• The atheist case against abortion – UPDATEDX3

    – It’s hard to kill a creature once it lets you see its consciousness.  Carl Sagan

    It appears the fact that, yes, there are pro-life, anti-abortion atheists out there has surprised a number of people. Of course some people are being deliberately, and willfully obtuse as part of their ongoing quest to make science and reason the chastened handmaidens of US left liberalism, but there are people who are genuinely surprised.  I used to be far more pro-abortion than I am now, and this is how I came to modify my own views on the matter.

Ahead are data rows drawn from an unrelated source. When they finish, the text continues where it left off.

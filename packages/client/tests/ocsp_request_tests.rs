mod common;

use base64::engine::general_purpose::STANDARD as BASE64;
use base64::engine::Engine;
use common::{make_ca, make_ee, parsed};
use der::Decode;
use revoq_client::crypto::HashAlg;
use revoq_client::ocsp::OcspRequestBuilder;
use x509_ocsp::OcspRequest;

const OID_OCSP_NONCE: &str = "1.3.6.1.5.5.7.48.1.2";

fn fixture() -> (revoq_client::ParsedCertificate, revoq_client::ParsedCertificate) {
    let ca = make_ca("Test CA");
    let ee = make_ee(&ca, "ocsp.example.com", &[0x1a], &[]);
    (parsed(&ee), parsed(&ca.cert))
}

#[test]
fn encode_then_decode_preserves_cert_id() {
    let (subject, issuer) = fixture();
    let builder = OcspRequestBuilder::new(HashAlg::Sha1, true);
    let request = builder.build(&subject, &issuer).unwrap();

    let decoded = OcspRequest::from_der(request.as_der()).unwrap();
    assert_eq!(decoded.tbs_request.request_list.len(), 1);

    let wire_id = &decoded.tbs_request.request_list[0].req_cert;
    assert_eq!(wire_id.hash_algorithm.oid.to_string(), "1.3.14.3.2.26");
    assert_eq!(
        wire_id.issuer_name_hash.as_bytes(),
        request.cert_id.issuer_name_hash.as_slice()
    );
    assert_eq!(
        wire_id.issuer_key_hash.as_bytes(),
        request.cert_id.issuer_key_hash.as_slice()
    );
    assert_eq!(wire_id.serial_number.as_bytes(), &[0x1a]);
    assert_eq!(request.cert_id.serial_hex(), "1a");
}

#[test]
fn sha1_and_sha256_hash_lengths() {
    let (subject, issuer) = fixture();
    let sha1_id = OcspRequestBuilder::new(HashAlg::Sha1, false).cert_id(&subject, &issuer);
    assert_eq!(sha1_id.issuer_name_hash.len(), 20);
    assert_eq!(sha1_id.issuer_key_hash.len(), 20);

    let sha256_id = OcspRequestBuilder::new(HashAlg::Sha256, false).cert_id(&subject, &issuer);
    assert_eq!(sha256_id.issuer_name_hash.len(), 32);
    assert_eq!(sha256_id.issuer_key_hash.len(), 32);

    assert_ne!(sha1_id, sha256_id);
}

#[test]
fn key_hash_covers_raw_key_bits_not_spki() {
    let (subject, issuer) = fixture();
    let cert_id = OcspRequestBuilder::new(HashAlg::Sha256, false).cert_id(&subject, &issuer);

    assert_eq!(
        cert_id.issuer_key_hash,
        HashAlg::Sha256.digest(&issuer.spki_key_bits)
    );
    assert_ne!(
        cert_id.issuer_key_hash,
        HashAlg::Sha256.digest(&issuer.spki_der)
    );
}

#[test]
fn nonce_is_sixteen_random_bytes_in_the_extension() {
    let (subject, issuer) = fixture();
    let builder = OcspRequestBuilder::new(HashAlg::Sha1, true);
    let request = builder.build(&subject, &issuer).unwrap();

    let nonce = request.nonce_bytes().expect("nonce attached");
    assert_eq!(nonce.len(), 16);

    let decoded = OcspRequest::from_der(request.as_der()).unwrap();
    let exts = decoded.tbs_request.request_extensions.expect("extensions");
    let ext = exts
        .iter()
        .find(|e| e.extn_id.to_string() == OID_OCSP_NONCE)
        .expect("nonce extension");
    assert_eq!(ext.extn_value.as_bytes(), nonce.as_slice());

    // Two requests never share a nonce
    let second = builder.build(&subject, &issuer).unwrap();
    assert_ne!(request.nonce, second.nonce);
}

#[test]
fn nonce_can_be_disabled() {
    let (subject, issuer) = fixture();
    let request = OcspRequestBuilder::new(HashAlg::Sha1, false)
        .build(&subject, &issuer)
        .unwrap();

    assert!(request.nonce.is_none());
    let decoded = OcspRequest::from_der(request.as_der()).unwrap();
    assert!(decoded.tbs_request.request_extensions.is_none());
}

#[test]
fn get_url_joins_with_single_slash() {
    let (subject, issuer) = fixture();
    let request = OcspRequestBuilder::new(HashAlg::Sha1, false)
        .build(&subject, &issuer)
        .unwrap();

    let expected_blob = BASE64.encode(request.as_der());
    assert_eq!(request.to_base64(), expected_blob);
    assert_eq!(
        request.get_url("http://ocsp.example.com"),
        format!("http://ocsp.example.com/{expected_blob}")
    );
    assert_eq!(
        request.get_url("http://ocsp.example.com/"),
        format!("http://ocsp.example.com/{expected_blob}")
    );
}

#[test]
fn cert_id_equality_ignores_serial_encoding() {
    let (subject, issuer) = fixture();
    let builder = OcspRequestBuilder::new(HashAlg::Sha1, false);
    let id = builder.cert_id(&subject, &issuer);

    let mut padded = id.clone();
    padded.serial = vec![0x00, 0x1a];
    assert_eq!(id, padded);

    let mut different = id.clone();
    different.serial = vec![0x1b];
    assert_ne!(id, different);
}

    (Incidentally, I am using the terms pro- and anti-abortion, just to avoid euphemism from either side).

    The case for abortion

    “I’d like to express my indignation at the idea of confusing a living human being with an embryo, which is only some undeveloped cells.  (Abortion at the last minute – when a baby is formed – is a different issue.)  The right to abortion is the right to get rid of some cells in your body, which you can’t afford to support if it grows into a child.  The idea of some bitches – and I don’t apologize for that – trying to prescribe to all other women what they should do with their lives is disgusting.  And they call it a right to life!  The basic principles here are: never sacrifice the living to the nonliving, and never confuse an actuality with a potentiality.  An “unborn child,” before it’s formed, is not a human, it’s not a living entity, it has no rights.  The woman has rights.”  – Ayn Rand.

    I hope that the reader will grant that I am not taking this issue lightly.  I am a proud Objectivist, and my stance here pits me against at least some of what Miss Rand wrote.  However, everyone has to do their own thinking, to be first-handed, and I think that she was missing some facts essential to this argument.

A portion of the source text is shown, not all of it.